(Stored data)
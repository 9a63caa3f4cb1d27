//! Per-document outcomes and batch reports

use kapply_core::ResourceIdentity;
use serde::Serialize;
use std::fmt;

/// What happened to one document
#[derive(Debug, Clone, PartialEq, Eq, Serialize)]
#[serde(tag = "outcome", content = "reason", rename_all = "snake_case")]
pub enum Outcome {
    Created,
    Updated,
    Unchanged,
    Deleted,
    /// Delete of a resource that did not exist
    AlreadyAbsent,
    Failed(String),
}

impl Outcome {
    pub fn is_success(&self) -> bool {
        !matches!(self, Outcome::Failed(_))
    }

    pub fn as_str(&self) -> &'static str {
        match self {
            Outcome::Created => "created",
            Outcome::Updated => "configured",
            Outcome::Unchanged => "unchanged",
            Outcome::Deleted => "deleted",
            Outcome::AlreadyAbsent => "not found",
            Outcome::Failed(_) => "failed",
        }
    }
}

impl fmt::Display for Outcome {
    fn fmt(&self, f: &mut fmt::Formatter<'_>) -> fmt::Result {
        match self {
            Outcome::Failed(reason) => write!(f, "failed: {}", reason),
            other => f.write_str(other.as_str()),
        }
    }
}

/// Result of reconciling a single document
#[derive(Debug, Clone, PartialEq, Eq, Serialize)]
pub struct ReconcileResult {
    pub kind: String,
    pub namespace: Option<String>,
    pub name: String,
    #[serde(flatten)]
    pub outcome: Outcome,
}

impl ReconcileResult {
    pub fn new(identity: &ResourceIdentity, outcome: Outcome) -> Self {
        Self {
            kind: identity.kind.clone(),
            namespace: identity.namespace.clone(),
            name: identity.name.clone(),
            outcome,
        }
    }

    /// Display name used in logs and CLI output
    pub fn display_name(&self) -> String {
        match &self.namespace {
            Some(ns) => format!("{}/{}/{}", self.kind, ns, self.name),
            None => format!("{}/{}", self.kind, self.name),
        }
    }
}

/// A manifest source that could not be loaded or decoded
#[derive(Debug, Clone, PartialEq, Eq, Serialize)]
pub struct SourceFailure {
    pub source: String,
    pub error: String,
}

/// Results of one apply/delete call, in processing order
#[derive(Debug, Clone, Default, PartialEq, Eq, Serialize)]
pub struct ReconcileReport {
    pub results: Vec<ReconcileResult>,
    pub source_failures: Vec<SourceFailure>,
}

impl ReconcileReport {
    /// Check if every document and every source succeeded
    pub fn is_success(&self) -> bool {
        self.source_failures.is_empty() && self.results.iter().all(|r| r.outcome.is_success())
    }

    /// Number of results with the given outcome kind
    pub fn count(&self, outcome: &Outcome) -> usize {
        self.results
            .iter()
            .filter(|r| std::mem::discriminant(&r.outcome) == std::mem::discriminant(outcome))
            .count()
    }

    pub fn failed(&self) -> impl Iterator<Item = &ReconcileResult> {
        self.results.iter().filter(|r| !r.outcome.is_success())
    }

    pub fn outcomes(&self) -> Vec<&Outcome> {
        self.results.iter().map(|r| &r.outcome).collect()
    }

    pub fn extend(&mut self, other: ReconcileReport) {
        self.results.extend(other.results);
        self.source_failures.extend(other.source_failures);
    }

    /// Format as human-readable summary
    pub fn summary(&self) -> String {
        let failed = self.count(&Outcome::Failed(String::new()));
        let counts = [
            (self.count(&Outcome::Created), "created"),
            (self.count(&Outcome::Updated), "configured"),
            (self.count(&Outcome::Unchanged), "unchanged"),
            (self.count(&Outcome::Deleted), "deleted"),
            (self.count(&Outcome::AlreadyAbsent), "not found"),
            (failed, "failed"),
            (self.source_failures.len(), "sources failed"),
        ];

        let parts: Vec<String> = counts
            .iter()
            .filter(|(n, _)| *n > 0)
            .map(|(n, label)| format!("{} {}", n, label))
            .collect();

        if parts.is_empty() {
            "No resources processed".to_string()
        } else {
            parts.join(", ")
        }
    }
}
//! Kubernetes API server backend
//!
//! Works on any resource type without compile-time type knowledge: the
//! apiVersion/kind of each document is resolved through discovery and the
//! object is sent as a `DynamicObject`.

use async_trait::async_trait;
use kapply_core::{ResourceDocument, ResourceKey};
use kube::{
    Client,
    api::{Api, DeleteParams, DynamicObject, PostParams, PropagationPolicy},
    core::{GroupVersionKind, TypeMeta},
    discovery::{self, ApiCapabilities, ApiResource, Scope},
};
use std::collections::HashMap;
use tokio::sync::RwLock;
use tracing::{debug, instrument};

use super::{Backend, DeleteStatus};
use crate::error::{KubeError, Result};

/// Field manager name recorded on writes
pub const DEFAULT_FIELD_MANAGER: &str = "kapply";

/// Resolved API resource for an (apiVersion, kind)
#[derive(Debug, Clone)]
struct Resolved {
    resource: ApiResource,
    capabilities: ApiCapabilities,
}

/// Backend talking to a live cluster
pub struct KubeBackend {
    client: Client,
    field_manager: String,
    /// Cached discovery results keyed by (apiVersion, kind)
    resolved: RwLock<HashMap<(String, String), Resolved>>,
}

impl KubeBackend {
    /// Create a backend from an existing client
    pub fn new(client: Client) -> Self {
        Self {
            client,
            field_manager: DEFAULT_FIELD_MANAGER.to_string(),
            resolved: RwLock::new(HashMap::new()),
        }
    }

    /// Set the field manager recorded on writes
    pub fn with_field_manager(mut self, field_manager: impl Into<String>) -> Self {
        self.field_manager = field_manager.into();
        self
    }

    async fn resolve(&self, key: &ResourceKey) -> Result<Resolved> {
        let cache_key = (key.api_version.clone(), key.kind().to_string());
        if let Some(resolved) = self.resolved.read().await.get(&cache_key) {
            return Ok(resolved.clone());
        }

        let (group, version) = key.group_version();
        let gvk = GroupVersionKind::gvk(group, version, key.kind());

        let (resource, capabilities) = match discovery::pinned_kind(&self.client, &gvk).await {
            Ok(found) => found,
            Err(kube::Error::Api(resp)) if resp.code == 404 => {
                return Err(unknown_type(key));
            }
            Err(kube::Error::Discovery(_)) => return Err(unknown_type(key)),
            Err(e) => return Err(KubeError::Api(e)),
        };
        debug!(
            api_version = %key.api_version,
            kind = key.kind(),
            plural = %resource.plural,
            namespaced = capabilities.scope == Scope::Namespaced,
            "resolved resource type"
        );

        let resolved = Resolved {
            resource,
            capabilities,
        };
        self.resolved
            .write()
            .await
            .insert(cache_key, resolved.clone());
        Ok(resolved)
    }

    fn api(&self, resolved: &Resolved, key: &ResourceKey) -> Result<Api<DynamicObject>> {
        if resolved.capabilities.scope == Scope::Cluster {
            return Ok(Api::all_with(self.client.clone(), &resolved.resource));
        }
        match key.namespace() {
            Some(ns) => Ok(Api::namespaced_with(
                self.client.clone(),
                ns,
                &resolved.resource,
            )),
            None => Err(KubeError::MissingNamespace {
                resource: key.identity.to_string(),
            }),
        }
    }

    fn post_params(&self) -> PostParams {
        PostParams {
            dry_run: false,
            field_manager: Some(self.field_manager.clone()),
        }
    }
}

#[async_trait]
impl Backend for KubeBackend {
    async fn is_namespaced(&self, key: &ResourceKey) -> Result<bool> {
        Ok(self.resolve(key).await?.capabilities.scope == Scope::Namespaced)
    }

    #[instrument(skip(self), fields(resource = %key))]
    async fn get(&self, key: &ResourceKey) -> Result<Option<ResourceDocument>> {
        let resolved = self.resolve(key).await?;
        let api = self.api(&resolved, key)?;

        match api.get_opt(key.name()).await? {
            Some(obj) => Ok(Some(from_dynamic(obj, &resolved)?)),
            None => Ok(None),
        }
    }

    #[instrument(skip(self, doc), fields(resource = %doc.key()))]
    async fn create(&self, doc: &ResourceDocument) -> Result<ResourceDocument> {
        let resolved = self.resolve(doc.key()).await?;
        let api = self.api(&resolved, doc.key())?;

        let created = api
            .create(&self.post_params(), &to_dynamic(doc, &resolved)?)
            .await?;
        from_dynamic(created, &resolved)
    }

    #[instrument(skip(self, doc), fields(resource = %doc.key()))]
    async fn update(&self, doc: &ResourceDocument) -> Result<ResourceDocument> {
        let resolved = self.resolve(doc.key()).await?;
        let api = self.api(&resolved, doc.key())?;

        let replaced = api
            .replace(doc.name(), &self.post_params(), &to_dynamic(doc, &resolved)?)
            .await?;
        from_dynamic(replaced, &resolved)
    }

    #[instrument(skip(self), fields(resource = %key))]
    async fn delete(&self, key: &ResourceKey) -> Result<DeleteStatus> {
        let resolved = self.resolve(key).await?;
        let api = self.api(&resolved, key)?;

        let params = DeleteParams {
            propagation_policy: Some(PropagationPolicy::Background),
            ..Default::default()
        };

        match api.delete(key.name(), &params).await {
            Ok(_) => Ok(DeleteStatus::Deleted),
            Err(kube::Error::Api(resp)) if resp.code == 404 => Ok(DeleteStatus::NotFound),
            Err(e) => Err(KubeError::Api(e)),
        }
    }
}

fn unknown_type(key: &ResourceKey) -> KubeError {
    KubeError::UnknownResourceType {
        api_version: key.api_version.clone(),
        kind: key.kind().to_string(),
    }
}

fn to_dynamic(doc: &ResourceDocument, resolved: &Resolved) -> Result<DynamicObject> {
    let mut obj: DynamicObject = serde_json::from_value(doc.object().clone())?;
    if resolved.capabilities.scope == Scope::Cluster {
        obj.metadata.namespace = None;
    }
    Ok(obj)
}

fn from_dynamic(mut obj: DynamicObject, resolved: &Resolved) -> Result<ResourceDocument> {
    if obj.types.is_none() {
        obj.types = Some(TypeMeta {
            api_version: resolved.resource.api_version.clone(),
            kind: resolved.resource.kind.clone(),
        });
    }
    let value = serde_json::to_value(&obj)?;
    Ok(ResourceDocument::from_value(value, 0)?)
}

Assignment. Output exactly the span of lines beginning at the first line of the records and ending at the line that holds "pub struct ReconcileReport", inclusive, with no other text.

Reply.
repository 9a63caa3f4cb1d27
//! Per-document outcomes and batch reports

use kapply_core::ResourceIdentity;
use serde::Serialize;
use std::fmt;

/// What happened to one document
#[derive(Debug, Clone, PartialEq, Eq, Serialize)]
#[serde(tag = "outcome", content = "reason", rename_all = "snake_case")]
pub enum Outcome {
    Created,
    Updated,
    Unchanged,
    Deleted,
    /// Delete of a resource that did not exist
    AlreadyAbsent,
    Failed(String),
}

impl Outcome {
    pub fn is_success(&self) -> bool {
        !matches!(self, Outcome::Failed(_))
    }

    pub fn as_str(&self) -> &'static str {
        match self {
            Outcome::Created => "created",
            Outcome::Updated => "configured",
            Outcome::Unchanged => "unchanged",
            Outcome::Deleted => "deleted",
            Outcome::AlreadyAbsent => "not found",
            Outcome::Failed(_) => "failed",
        }
    }
}

impl fmt::Display for Outcome {
    fn fmt(&self, f: &mut fmt::Formatter<'_>) -> fmt::Result {
        match self {
            Outcome::Failed(reason) => write!(f, "failed: {}", reason),
            other => f.write_str(other.as_str()),
        }
    }
}

/// Result of reconciling a single document
#[derive(Debug, Clone, PartialEq, Eq, Serialize)]
pub struct ReconcileResult {
    pub kind: String,
    pub namespace: Option<String>,
    pub name: String,
    #[serde(flatten)]
    pub outcome: Outcome,
}

impl ReconcileResult {
    pub fn new(identity: &ResourceIdentity, outcome: Outcome) -> Self {
        Self {
            kind: identity.kind.clone(),
            namespace: identity.namespace.clone(),
            name: identity.name.clone(),
            outcome,
        }
    }

    /// Display name used in logs and CLI output
    pub fn display_name(&self) -> String {
        match &self.namespace {
            Some(ns) => format!("{}/{}/{}", self.kind, ns, self.name),
            None => format!("{}/{}", self.kind, self.name),
        }
    }
}

/// A manifest source that could not be loaded or decoded
#[derive(Debug, Clone, PartialEq, Eq, Serialize)]
pub struct SourceFailure {
    pub source: String,
    pub error: String,
}

/// Results of one apply/delete call, in processing order
#[derive(Debug, Clone, Default, PartialEq, Eq, Serialize)]
pub struct ReconcileReport {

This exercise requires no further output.